◆ Brief
A verbatim reprint of the records below is what this exercise asks for.

========================================================================

#[cfg(test)]
mod tests {
    use super::*;
    use std::path::PathBuf;

    fn operations() -> Vec<Operation> {
        vec![
            Operation::new(
                OperationKind::Move,
                "/photos/a/x.jpg",
                Some(PathBuf::from("/dupes/x.jpg")),
                100,
                "/photos/x.jpg",
            ),
            Operation::new(
                OperationKind::Move,
                "/photos/b/x.jpg",
                Some(PathBuf::from("/dupes/x_1.jpg")),
                50,
                "/photos/x.jpg",
            ),
            Operation::new(OperationKind::Delete, "/photos/gone.jpg", None, 10, "/photos/kept.jpg"),
            Operation::new(OperationKind::Trash, "/photos/bin.jpg", None, 10, "/photos/kept.jpg"),
        ]
    }

    #[test]
    fn test_escape_posix() {
        assert_eq!(escape_posix(Path::new("/foo/bar.txt")), "'/foo/bar.txt'");
        assert_eq!(
            escape_posix(Path::new("/foo's/bar.txt")),
            "'/foo'\\''s/bar.txt'"
        );
        assert_eq!(
            escape_posix(Path::new("/foo$bar/`baz`.txt")),
            "'/foo$bar/`baz`.txt'"
        );
    }

    #[test]
    fn test_escape_powershell() {
        assert_eq!(
            escape_powershell(Path::new("C:\\foo's\\bar.txt")),
            "'C:\\foo''s\\bar.txt'"
        );
    }

    #[test]
    fn test_posix_reverses_moves_newest_first() {
        let ops = operations();
        let script = RecoveryScript::new(&ops, ScriptType::Posix)
            .to_script_string()
            .unwrap();

        assert!(script.starts_with("#!/bin/sh"));
        assert!(script.contains("DRY_RUN=1"));
        let second = script
            .find("mv -n '/dupes/x_1.jpg' '/photos/b/x.jpg'")
            .unwrap();
        let first = script.find("mv -n '/dupes/x.jpg' '/photos/a/x.jpg'").unwrap();
        assert!(second < first);
        assert!(script.contains("mkdir -p '/photos/a'"));
        assert!(script.contains("# DELETED (not recoverable): '/photos/gone.jpg'"));
        assert!(script.contains("# TRASHED (restore from system trash): '/photos/bin.jpg'"));
        assert!(!script.contains("mv -n '/photos/gone.jpg'"));
    }

    #[test]
    fn test_powershell_script() {
        let ops = operations();
        let script = RecoveryScript::new(&ops, ScriptType::PowerShell)
            .to_script_string()
            .unwrap();

        assert!(script.contains("$DryRun = $true"));
        assert!(script.contains("Move-Item -LiteralPath '/dupes/x.jpg' -Destination '/photos/a/x.jpg'"));
        assert!(script.contains("# DELETED (not recoverable): '/photos/gone.jpg'"));
    }

    #[test]
    fn test_escape_powershell_typographic_quotes() {
        assert_eq!(
            escape_powershell(Path::new("C:\\it\u{2019}s.jpg")),
            "'C:\\it\u{2019}\u{2019}s.jpg'"
        );
    }

    #[test]
    fn test_dry_run_line_keeps_path_literal() {
        let ops = vec![Operation::new(
            OperationKind::Move,
            "/photos/$(touch x).jpg",
            Some(PathBuf::from("/dupes/`id`.jpg")),
            1,
            "/photos/kept.jpg",
        )];

        let posix = RecoveryScript::new(&ops, ScriptType::Posix)
            .to_script_string()
            .unwrap();
        assert!(posix.contains("printf 'would restore: %s\\n' '/photos/$(touch x).jpg'"));
        assert!(!posix.lines().any(|l| l.contains('"') && l.contains("$(touch")));

        let powershell = RecoveryScript::new(&ops, ScriptType::PowerShell)
            .to_script_string()
            .unwrap();
        assert!(powershell.contains("Write-Host ('would restore: ' + '/photos/$(touch x).jpg')"));
        assert!(!powershell.lines().any(|l| l.contains('"') && l.contains("$(touch")));
    }

    #[test]
    fn test_newline_in_path_stays_in_comment() {
        let ops = vec![
            Operation::new(
                OperationKind::Move,
                "/photos/a\nrm -rf x.jpg",
                Some(PathBuf::from("/dupes/a.jpg")),
                1,
                "/photos/kept.jpg",
            ),
            Operation::new(
                OperationKind::Delete,
                "/photos/b\r\nrm -rf y.jpg",
                None,
                1,
                "/photos/kept.jpg",
            ),
        ];

        for script_type in [ScriptType::Posix, ScriptType::PowerShell] {
            let script = RecoveryScript::new(&ops, script_type)
                .to_script_string()
                .unwrap();
            assert!(script.contains("# RESTORE: '/photos/a\\nrm -rf x.jpg'"));
            assert!(script.contains("# DELETED (not recoverable): '/photos/b\\r\\nrm -rf y.jpg'"));
            assert!(!script.lines().any(|l| l.starts_with("rm -rf y.jpg")));
        }
    }

    #[cfg(unix)]
    #[test]
    fn test_posix_dry_run_executes_no_path_text() {
        let dir = tempfile::TempDir::new().unwrap();
        let substituted = dir.path().join("substituted");
        let backticked = dir.path().join("backticked");
        let injected = dir.path().join("injected");
        let ops = vec![
            Operation::new(
                OperationKind::Move,
                format!("/photos/$(touch {}).jpg", substituted.display()),
                Some(PathBuf::from("/dupes/a.jpg")),
                1,
                "/photos/kept.jpg",
            ),
            Operation::new(
                OperationKind::Move,
                format!("/photos/`touch {}`.jpg", backticked.display()),
                Some(PathBuf::from("/dupes/b.jpg")),
                1,
                "/photos/kept.jpg",
            ),
            Operation::new(
                OperationKind::Delete,
                format!("/photos/c\ntouch {}\n.jpg", injected.display()),
                None,
                1,
                "/photos/kept.jpg",
            ),
        ];
        let script_path = dir.path().join("restore.sh");
        std::fs::write(
            &script_path,
            RecoveryScript::new(&ops, ScriptType::Posix)
                .to_script_string()
                .unwrap(),
        )
        .unwrap();

        let output = std::process::Command::new("sh")
            .arg(&script_path)
            .output()
            .unwrap();
        assert!(output.status.success());
        let stdout = String::from_utf8_lossy(&output.stdout);
        assert!(stdout.contains("would restore: /photos/$(touch"));
        assert!(!substituted.exists());
        assert!(!backticked.exists());
        assert!(!injected.exists());
    }

    #[test]
    fn test_reversible_count() {
        let ops = operations();
        assert_eq!(RecoveryScript::new(&ops, ScriptType::Posix).reversible_count(), 2);
        assert_eq!(RecoveryScript::new(&[], ScriptType::Posix).reversible_count(), 0);
    }

    #[test]
    fn test_script_type_detect() {
        let detected = ScriptType::detect();
        if cfg!(windows) {
            assert_eq!(detected, ScriptType::PowerShell);
        } else {
            assert_eq!(detected, ScriptType::Posix);
        }
    }
}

========================================================================

◆ Task response
#[cfg(test)]
mod tests {
    use super::*;
    use std::path::PathBuf;

    fn operations() -> Vec<Operation> {
        vec![
            Operation::new(
                OperationKind::Move,
                "/photos/a/x.jpg",
                Some(PathBuf::from("/dupes/x.jpg")),
                100,
                "/photos/x.jpg",
            ),
            Operation::new(
                OperationKind::Move,
                "/photos/b/x.jpg",
                Some(PathBuf::from("/dupes/x_1.jpg")),
                50,
                "/photos/x.jpg",
            ),
            Operation::new(OperationKind::Delete, "/photos/gone.jpg", None, 10, "/photos/kept.jpg"),
            Operation::new(OperationKind::Trash, "/photos/bin.jpg", None, 10, "/photos/kept.jpg"),
        ]
    }

    #[test]
    fn test_escape_posix() {
        assert_eq!(escape_posix(Path::new("/foo/bar.txt")), "'/foo/bar.txt'");
        assert_eq!(
            escape_posix(Path::new("/foo's/bar.txt")),
            "'/foo'\\''s/bar.txt'"
        );
        assert_eq!(
            escape_posix(Path::new("/foo$bar/`baz`.txt")),
            "'/foo$bar/`baz`.txt'"
        );
    }

    #[test]
    fn test_escape_powershell() {
        assert_eq!(
            escape_powershell(Path::new("C:\\foo's\\bar.txt")),
            "'C:\\foo''s\\bar.txt'"
        );
    }

    #[test]
    fn test_posix_reverses_moves_newest_first() {
        let ops = operations();
        let script = RecoveryScript::new(&ops, ScriptType::Posix)
            .to_script_string()
            .unwrap();

        assert!(script.starts_with("#!/bin/sh"));
        assert!(script.contains("DRY_RUN=1"));
        let second = script
            .find("mv -n '/dupes/x_1.jpg' '/photos/b/x.jpg'")
            .unwrap();
        let first = script.find("mv -n '/dupes/x.jpg' '/photos/a/x.jpg'").unwrap();
        assert!(second < first);
        assert!(script.contains("mkdir -p '/photos/a'"));
        assert!(script.contains("# DELETED (not recoverable): '/photos/gone.jpg'"));
        assert!(script.contains("# TRASHED (restore from system trash): '/photos/bin.jpg'"));
        assert!(!script.contains("mv -n '/photos/gone.jpg'"));
    }

    #[test]
    fn test_powershell_script() {
        let ops = operations();
        let script = RecoveryScript::new(&ops, ScriptType::PowerShell)
            .to_script_string()
            .unwrap();

        assert!(script.contains("$DryRun = $true"));
        assert!(script.contains("Move-Item -LiteralPath '/dupes/x.jpg' -Destination '/photos/a/x.jpg'"));
        assert!(script.contains("# DELETED (not recoverable): '/photos/gone.jpg'"));
    }

    #[test]
    fn test_escape_powershell_typographic_quotes() {
        assert_eq!(
            escape_powershell(Path::new("C:\\it\u{2019}s.jpg")),
            "'C:\\it\u{2019}\u{2019}s.jpg'"
        );
    }

    #[test]
    fn test_dry_run_line_keeps_path_literal() {
        let ops = vec![Operation::new(
            OperationKind::Move,
            "/photos/$(touch x).jpg",
            Some(PathBuf::from("/dupes/`id`.jpg")),
            1,
            "/photos/kept.jpg",
        )];

        let posix = RecoveryScript::new(&ops, ScriptType::Posix)
            .to_script_string()
            .unwrap();
        assert!(posix.contains("printf 'would restore: %s\\n' '/photos/$(touch x).jpg'"));
        assert!(!posix.lines().any(|l| l.contains('"') && l.contains("$(touch")));

        let powershell = RecoveryScript::new(&ops, ScriptType::PowerShell)
            .to_script_string()
            .unwrap();
        assert!(powershell.contains("Write-Host ('would restore: ' + '/photos/$(touch x).jpg')"));
        assert!(!powershell.lines().any(|l| l.contains('"') && l.contains("$(touch")));
    }

    #[test]
    fn test_newline_in_path_stays_in_comment() {
        let ops = vec![
            Operation::new(
                OperationKind::Move,
                "/photos/a\nrm -rf x.jpg",
                Some(PathBuf::from("/dupes/a.jpg")),
                1,
                "/photos/kept.jpg",
            ),
            Operation::new(
                OperationKind::Delete,
                "/photos/b\r\nrm -rf y.jpg",
                None,
                1,
                "/photos/kept.jpg",
            ),
        ];

        for script_type in [ScriptType::Posix, ScriptType::PowerShell] {
            let script = RecoveryScript::new(&ops, script_type)
                .to_script_string()
                .unwrap();
            assert!(script.contains("# RESTORE: '/photos/a\\nrm -rf x.jpg'"));
            assert!(script.contains("# DELETED (not recoverable): '/photos/b\\r\\nrm -rf y.jpg'"));
            assert!(!script.lines().any(|l| l.starts_with("rm -rf y.jpg")));
        }
    }

    #[cfg(unix)]
    #[test]
    fn test_posix_dry_run_executes_no_path_text() {
        let dir = tempfile::TempDir::new().unwrap();
        let substituted = dir.path().join("substituted");
        let backticked = dir.path().join("backticked");
        let injected = dir.path().join("injected");
        let ops = vec![
            Operation::new(
                OperationKind::Move,
                format!("/photos/$(touch {}).jpg", substituted.display()),
                Some(PathBuf::from("/dupes/a.jpg")),
                1,
                "/photos/kept.jpg",
            ),
            Operation::new(
                OperationKind::Move,
                format!("/photos/`touch {}`.jpg", backticked.display()),
                Some(PathBuf::from("/dupes/b.jpg")),
                1,
                "/photos/kept.jpg",
            ),
            Operation::new(
                OperationKind::Delete,
                format!("/photos/c\ntouch {}\n.jpg", injected.display()),
                None,
                1,
                "/photos/kept.jpg",
            ),
        ];
        let script_path = dir.path().join("restore.sh");
        std::fs::write(
            &script_path,
            RecoveryScript::new(&ops, ScriptType::Posix)
                .to_script_string()
                .unwrap(),
        )
        .unwrap();

        let output = std::process::Command::new("sh")
            .arg(&script_path)
            .output()
            .unwrap();
        assert!(output.status.success());
        let stdout = String::from_utf8_lossy(&output.stdout);
        assert!(stdout.contains("would restore: /photos/$(touch"));
        assert!(!substituted.exists());
        assert!(!backticked.exists());
        assert!(!injected.exists());
    }

    #[test]
    fn test_reversible_count() {
        let ops = operations();
        assert_eq!(RecoveryScript::new(&ops, ScriptType::Posix).reversible_count(), 2);
        assert_eq!(RecoveryScript::new(&[], ScriptType::Posix).reversible_count(), 0);
    }

    #[test]
    fn test_script_type_detect() {
        let detected = ScriptType::detect();
        if cfg!(windows) {
            assert_eq!(detected, ScriptType::PowerShell);
        } else {
            assert_eq!(detected, ScriptType::Posix);
        }
    }
}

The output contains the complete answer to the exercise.